Chapter 4 describes the main base texts of Slavonic Bible translations, i. e. the Masoretic Text, the Septuagint, the Greek New Testament as well as Latin versions. Special attention is paid to LXX and NT recensional history. For the Slavonic ОТ translations the Byzantine recension «R» revealed by Alfred Rahlfs in 1923 (and not so called «Lucianic») was of the greatest significance; for the NT translations ordinarily Byzantine MSS were used.

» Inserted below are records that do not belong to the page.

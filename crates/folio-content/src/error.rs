//! Content service error types.

use std::fmt;

/// Semantic error categories for content service calls.
#[derive(Clone, Copy, Debug, PartialEq, Eq)]
#[non_exhaustive]
pub enum ContentErrorKind {
    /// The caller may not perform this operation.
    NotAllowed,
    /// The service refused the request (bad file type, missing file, ...).
    Rejected,
    /// The service could not be reached or failed internally.
    Unavailable,
    /// The response could not be decoded.
    Decode,
    /// Other/unknown error category.
    Other,
}

impl fmt::Display for ContentErrorKind {
    fn fmt(&self, f: &mut fmt::Formatter<'_>) -> fmt::Result {
        f.write_str(match self {
            Self::NotAllowed => "Not allowed",
            Self::Rejected => "Rejected",
            Self::Unavailable => "Unavailable",
            Self::Decode => "Decode error",
            Self::Other => "Error",
        })
    }
}

/// Failure reported by a content service call.
///
/// Always distinguishable from success; editor state is never touched when a
/// call fails.
#[derive(Clone, Debug, PartialEq, Eq, thiserror::Error)]
#[error("{kind}: {message}")]
pub struct ContentError {
    /// Semantic error category.
    pub kind: ContentErrorKind,
    /// Message from the service or decoder.
    pub message: String,
}

impl ContentError {
    /// Create an error of the given kind.
    #[must_use]
    pub fn new(kind: ContentErrorKind, message: impl Into<String>) -> Self {
        Self {
            kind,
            message: message.into(),
        }
    }

    /// The caller may not perform this operation.
    #[must_use]
    pub fn not_allowed(message: impl Into<String>) -> Self {
        Self::new(ContentErrorKind::NotAllowed, message)
    }

    /// The service refused the request.
    #[must_use]
    pub fn rejected(message: impl Into<String>) -> Self {
        Self::new(ContentErrorKind::Rejected, message)
    }

    /// The service is unavailable.
    #[must_use]
    pub fn unavailable(message: impl Into<String>) -> Self {
        Self::new(ContentErrorKind::Unavailable, message)
    }
}

impl From<serde_json::Error> for ContentError {
    fn from(err: serde_json::Error) -> Self {
        Self::new(ContentErrorKind::Decode, err.to_string())
    }
}
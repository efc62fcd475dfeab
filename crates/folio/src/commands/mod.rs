//! CLI command implementations.

pub(crate) mod apply;
pub(crate) mod image;
pub(crate) mod render;

use std::io::{Read, Write};
use std::path::{Path, PathBuf};

use clap::Args;
use folio_config::{CliSettings, Config};
use folio_editor::EditorSession;
use folio_renderer::PreviewRenderer;

use crate::error::CliError;
use crate::output::Output;

pub(crate) use apply::ApplyArgs;
pub(crate) use image::ImageArgs;
pub(crate) use render::RenderArgs;

/// Path argument meaning stdin.
const STDIN: &str = "-";

/// Rendering options shared by all commands.
#[derive(Args)]
pub(crate) struct RenderOptions {
    /// Path to configuration file (default: auto-discover folio.toml).
    #[arg(short, long)]
    config: Option<PathBuf>,

    /// Enable GFM extensions (default: enabled).
    #[arg(long)]
    gfm: Option<bool>,

    /// Disable GFM extensions.
    #[arg(long, conflicts_with = "gfm")]
    no_gfm: bool,

    /// Directive syntax version, 1 to 3 (overrides config).
    #[arg(long, value_name = "N")]
    directive_version: Option<u8>,

    /// Emit full-size links on figure images (overrides config).
    #[arg(long)]
    full_size_link: Option<bool>,
}

impl RenderOptions {
    /// Load config and build the preview renderer.
    pub(crate) fn renderer(&self) -> Result<PreviewRenderer, CliError> {
        let cli_settings = CliSettings {
            gfm: self.resolve_gfm(),
            directive_version: self.directive_version,
            full_size_link: self.full_size_link,
        };
        let config = Config::load(self.config.as_deref(), Some(&cli_settings))?;
        if let Some(path) = &config.config_path {
            tracing::info!(path = %path.display(), "Loaded configuration");
        }
        Ok(config.preview_renderer()?)
    }

    /// Resolve `gfm` from --gfm/--no-gfm flags.
    fn resolve_gfm(&self) -> Option<bool> {
        self.no_gfm.then_some(false).or(self.gfm)
    }
}

/// Read markdown from a file, or stdin for `-`.
pub(crate) fn read_source(path: &Path) -> Result<String, CliError> {
    if path == Path::new(STDIN) {
        let mut source = String::new();
        std::io::stdin().read_to_string(&mut source)?;
        Ok(source)
    } else {
        Ok(std::fs::read_to_string(path)?)
    }
}

/// Write a result to a file, or stdout when no path is given.
pub(crate) fn write_result(path: Option<&Path>, content: &str) -> Result<(), CliError> {
    if let Some(path) = path {
        std::fs::write(path, content)?;
    } else {
        let mut stdout = std::io::stdout().lock();
        stdout.write_all(content.as_bytes())?;
        stdout.flush()?;
    }
    Ok(())
}

/// Where an edit command writes its result.
///
/// `--in-place` writes back to the input, which must then be a real file.
pub(crate) fn edit_target(file: &Path, in_place: bool) -> Result<Option<&Path>, CliError> {
    if !in_place {
        return Ok(None);
    }
    if file == Path::new(STDIN) {
        return Err(CliError::Validation(
            "--in-place requires a file path, not stdin".to_owned(),
        ));
    }
    Ok(Some(file))
}

/// Write the edited buffer and report the new selection.
pub(crate) fn finish_edit(target: Option<&Path>, session: &EditorSession) -> Result<(), CliError> {
    let output = Output::new();
    let buffer = session.buffer();
    write_result(target, buffer.text())?;

    if let Some(path) = target {
        output.success(&format!("Updated {}", path.display()));
    }
    let selection = buffer.selection();
    output.detail(&format!("Selection: {}..{}", selection.start(), selection.end()));
    output.detail(&format!("Images: {}", session.preview().images.len()));
    Ok(())
}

Chapter 5 gives a series of essays on the history of Bible translations among Slavs of the 9th through 16th centuries. It is maintained that the continuous NT text was translated at the middle of the 9th century by Stt Cyrill and Methodius; about 893 it was used for preparing the Short and Extended NT Lectionaria. In Bulgaria between 893-927 the both Lectionaria were revised and from there spreaded to East Slav and Serb regions. In course of revising ОТ texts some parts of Methodian translations were lost and several new Exegetical translations became popular. The Croatian Glagolitic Bible tradition rested on Cyrillo-Methodian as well as Bulgarian sources. The new liturgical Four Gospels text was prepared in the 12th century probably under the supervision of St Sava; this innovation was followed by adding the Extra Short Gospel Lectionarium. The exceptional weight of the Bogomil South Slavic tradition cannot be maintained with certainty. The translations and revisions from the 14th and the beginning of the 15th centuries made in St Athos, Turnovo, Resava practically renewed all the Slavonic Bible repertoire. Between the 12th and 16th centuries some new Exegetical translations as well as some translations from Hebrew were made in Old Rus, among them the NT of St Metropolitan Alexios from the middle of the 14th century is of special interest. In 1499 the first complete Bible corpus was compiled in Novgorod under the supervision of Archbishop Gennady, in 1580 it was used as a base of the first printed edition — the so called Ostrog Bible. With some slight emendations this printed text is still in liturgical use of the Russian, Bulgarian and Serbian Orthodox Churches.